SANFORD, Maine — Amid the coronavirus pandemic, states and cities have had to wrestle with the question: what businesses are truly essential to life?
While most people would agree grocery stores and pharmacies provide vital services, there's significantly less consensus when it comes to liquor stores, marijuana dispensaries, gun dealers, and pawnshops.
In Maine, pawnshops have been deemed non-essential and ordered to close. However, pawn shops are still open in states like Florida, North Carolina, and Nevada.
In those states, pawnshops fall under the category of an essential financial institution, specifically a lending institution.
The owner of Top Dollar Pawn in Sanford Scott Drew says, "In my opinion, and in the opinion of many other pawnshop owners, we should be deemed essential because we are banks for people."
Drew says his shop is a way for people to make fast cash during a time they may desperately need it.
"100% I've had someone say they were coming to get money because of the COVID-19 shutdown," says Drew.
The Maine Department of Economic and Community Development is responsible for determining which businesses are essential during the coronavirus crisis.

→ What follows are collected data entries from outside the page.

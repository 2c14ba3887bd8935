// Shared binary reading utilities for the SDC parser
//
// Provides consistent little-endian reads, both from a stream and from
// an already-decoded buffer at a given offset

use std::io::{self, Read};

// =============================================================================
// Stream Reads (from current position)
// =============================================================================

/// Read u32 little-endian from a stream at its current position
pub fn read_u32_le<R: Read>(reader: &mut R) -> io::Result<u32> {
    let mut buf = [0u8; 4];
    reader.read_exact(&mut buf)?;
    Ok(u32::from_le_bytes(buf))
}

/// Fill `buf` as far as the stream allows, returning the bytes read.
///
/// Unlike `read_exact`, reaching end of stream is not an error; a short
/// count is returned instead.
pub fn read_fill<R: Read>(reader: &mut R, buf: &mut [u8]) -> io::Result<usize> {
    let mut filled = 0;
    while filled < buf.len() {
        match reader.read(&mut buf[filled..]) {
            Ok(0) => break,
            Ok(n) => filled += n,
            Err(e) if e.kind() == io::ErrorKind::Interrupted => continue,
            Err(e) => return Err(e),
        }
    }
    Ok(filled)
}

// =============================================================================
// Buffer Reads (at offset)
// =============================================================================

/// Read u32 little-endian at `offset` in `buf`, `None` when out of range
pub fn u32_at(buf: &[u8], offset: usize) -> Option<u32> {
    let bytes = buf.get(offset..offset.checked_add(4)?)?;
    Some(u32::from_le_bytes([bytes[0], bytes[1], bytes[2], bytes[3]]))
}

/// Read u64 little-endian at `offset` in `buf`, `None` when out of range
pub fn u64_at(buf: &[u8], offset: usize) -> Option<u64> {
    let bytes = buf.get(offset..offset.checked_add(8)?)?;
    Some(u64::from_le_bytes([
        bytes[0], bytes[1], bytes[2], bytes[3], bytes[4], bytes[5], bytes[6], bytes[7],
    ]))
}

In a statement to NEWS CENTER Maine, the department says:
The aim of the Executive Order is to reduce the opportunities for people to congregate and to interact with each other so as to reduce the spread of this highly-contagious virus. The Department recognizes that these measures are difficult for Maine people and businesses, but Maine is confronting an unprecedented challenge with COVID-19, and measures like these are necessary to mitigate the spread of the virus, to protect the health of Maine people, and to save lives. Banks and lending institutions are still available to Maine people for financial service needs.

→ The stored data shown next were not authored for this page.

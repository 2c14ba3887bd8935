//! Key file parsing
//!
//! The companion `<container>.key` file is line-oriented text:
//!
//! ```text
//! # comment
//! checksum    = 1A2B3C4D
//! filenamekey = 000102...1F   (64 hex digits)
//! xor         = 0x5A
//! ```
//!
//! All three fields are required exactly once. Nothing is returned until
//! every field has been validated.

use std::sync::OnceLock;

use regex::Regex;
use tracing::{debug, trace};

use super::types::{KeyMaterial, FILE_NAME_KEY_LEN};
use crate::error::{SdcError, SdcResult};

/// `name = value` or `name: value`, compiled once on first use
fn field_regex() -> &'static Regex {
    static FIELD_REGEX: OnceLock<Regex> = OnceLock::new();
    FIELD_REGEX.get_or_init(|| {
        Regex::new(r"^\s*([A-Za-z_]+)\s*[=:]\s*(\S+)\s*$").expect("Invalid key field regex")
    })
}

impl KeyMaterial {
    /// Parse key file text into key material
    pub fn parse(text: &str) -> SdcResult<Self> {
        let mut checksum = None;
        let mut name_key = None;
        let mut xor = None;

        for (line_no, line) in text.lines().enumerate() {
            let line_no = line_no + 1;
            let trimmed = line.trim();
            if trimmed.is_empty() || trimmed.starts_with('#') {
                continue;
            }

            let caps = field_regex().captures(trimmed).ok_or_else(|| {
                SdcError::KeyFormat(format!("line {line_no}: expected 'name = value'"))
            })?;
            let name = caps[1].to_ascii_lowercase();
            let value = &caps[2];
            trace!(line_no, field = %name, "Key file field");

            match name.as_str() {
                "checksum" => set_once(&mut checksum, parse_hex_u32(value, "checksum")?, &name)?,
                "filenamekey" => set_once(&mut name_key, parse_name_key(value)?, &name)?,
                "xor" => set_once(&mut xor, parse_u32(value, "xor")?, &name)?,
                _ => {
                    return Err(SdcError::KeyFormat(format!(
                        "line {line_no}: unknown field '{name}'"
                    )))
                }
            }
        }

        let key = KeyMaterial {
            expected_checksum: checksum
                .ok_or_else(|| SdcError::KeyFormat("missing 'checksum' field".into()))?,
            file_name_key: name_key
                .ok_or_else(|| SdcError::KeyFormat("missing 'filenamekey' field".into()))?,
            content_xor_mask: xor
                .ok_or_else(|| SdcError::KeyFormat("missing 'xor' field".into()))?,
        };
        debug!(checksum = format!("0x{:08X}", key.expected_checksum), "Key file parsed");
        Ok(key)
    }
}

fn set_once<T>(slot: &mut Option<T>, value: T, name: &str) -> SdcResult<()> {
    if slot.is_some() {
        return Err(SdcError::KeyFormat(format!("duplicate '{name}' field")));
    }
    *slot = Some(value);
    Ok(())
}

fn strip_hex_prefix(value: &str) -> Option<&str> {
    value.strip_prefix("0x").or_else(|| value.strip_prefix("0X"))
}

fn parse_hex_u32(value: &str, field: &str) -> SdcResult<u32> {
    let digits = strip_hex_prefix(value).unwrap_or(value);
    if digits.is_empty() || digits.len() > 8 {
        return Err(SdcError::KeyFormat(format!("'{field}' must be at most 8 hex digits")));
    }
    u32::from_str_radix(digits, 16)
        .map_err(|e| SdcError::KeyFormat(format!("'{field}' is not hexadecimal: {e}")))
}

/// `0x`-prefixed hex or plain decimal
fn parse_u32(value: &str, field: &str) -> SdcResult<u32> {
    match strip_hex_prefix(value) {
        Some(_) => parse_hex_u32(value, field),
        None => value
            .parse::<u32>()
            .map_err(|e| SdcError::KeyFormat(format!("'{field}' is not a number: {e}"))),
    }
}

fn parse_name_key(value: &str) -> SdcResult<[u8; FILE_NAME_KEY_LEN]> {
    let bytes = hex::decode(value)
        .map_err(|e| SdcError::KeyFormat(format!("'filenamekey' is not hexadecimal: {e}")))?;
    bytes.try_into().map_err(|bytes: Vec<u8>| {
        SdcError::KeyFormat(format!(
            "'filenamekey' must be {FILE_NAME_KEY_LEN} bytes, got {}",
            bytes.len()
        ))
    })
}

Drew believes his business should qualify as a lending institution.
"I'm a lending institution. Anyone who looks up what the definition of a lending institution, it's a business that lends money to a consumer. That's what I'm doing. I'm lending money to people," says Drew.
Regarding business appeals, the Department of Economic and Community Development says:
The Department takes each application it receives seriously, reviews it carefully, and judges it against the Governor’s Executive Order, which is based on the Cybersecurity and Infrastructure Security Agency’s Guidance on Essential Critical Infrastructure Workforce. Ultimately, the Commissioner makes a designation decision based on whether, in her judgment, the activity of the requesting business aligns with the intent and interest of the Executive Order.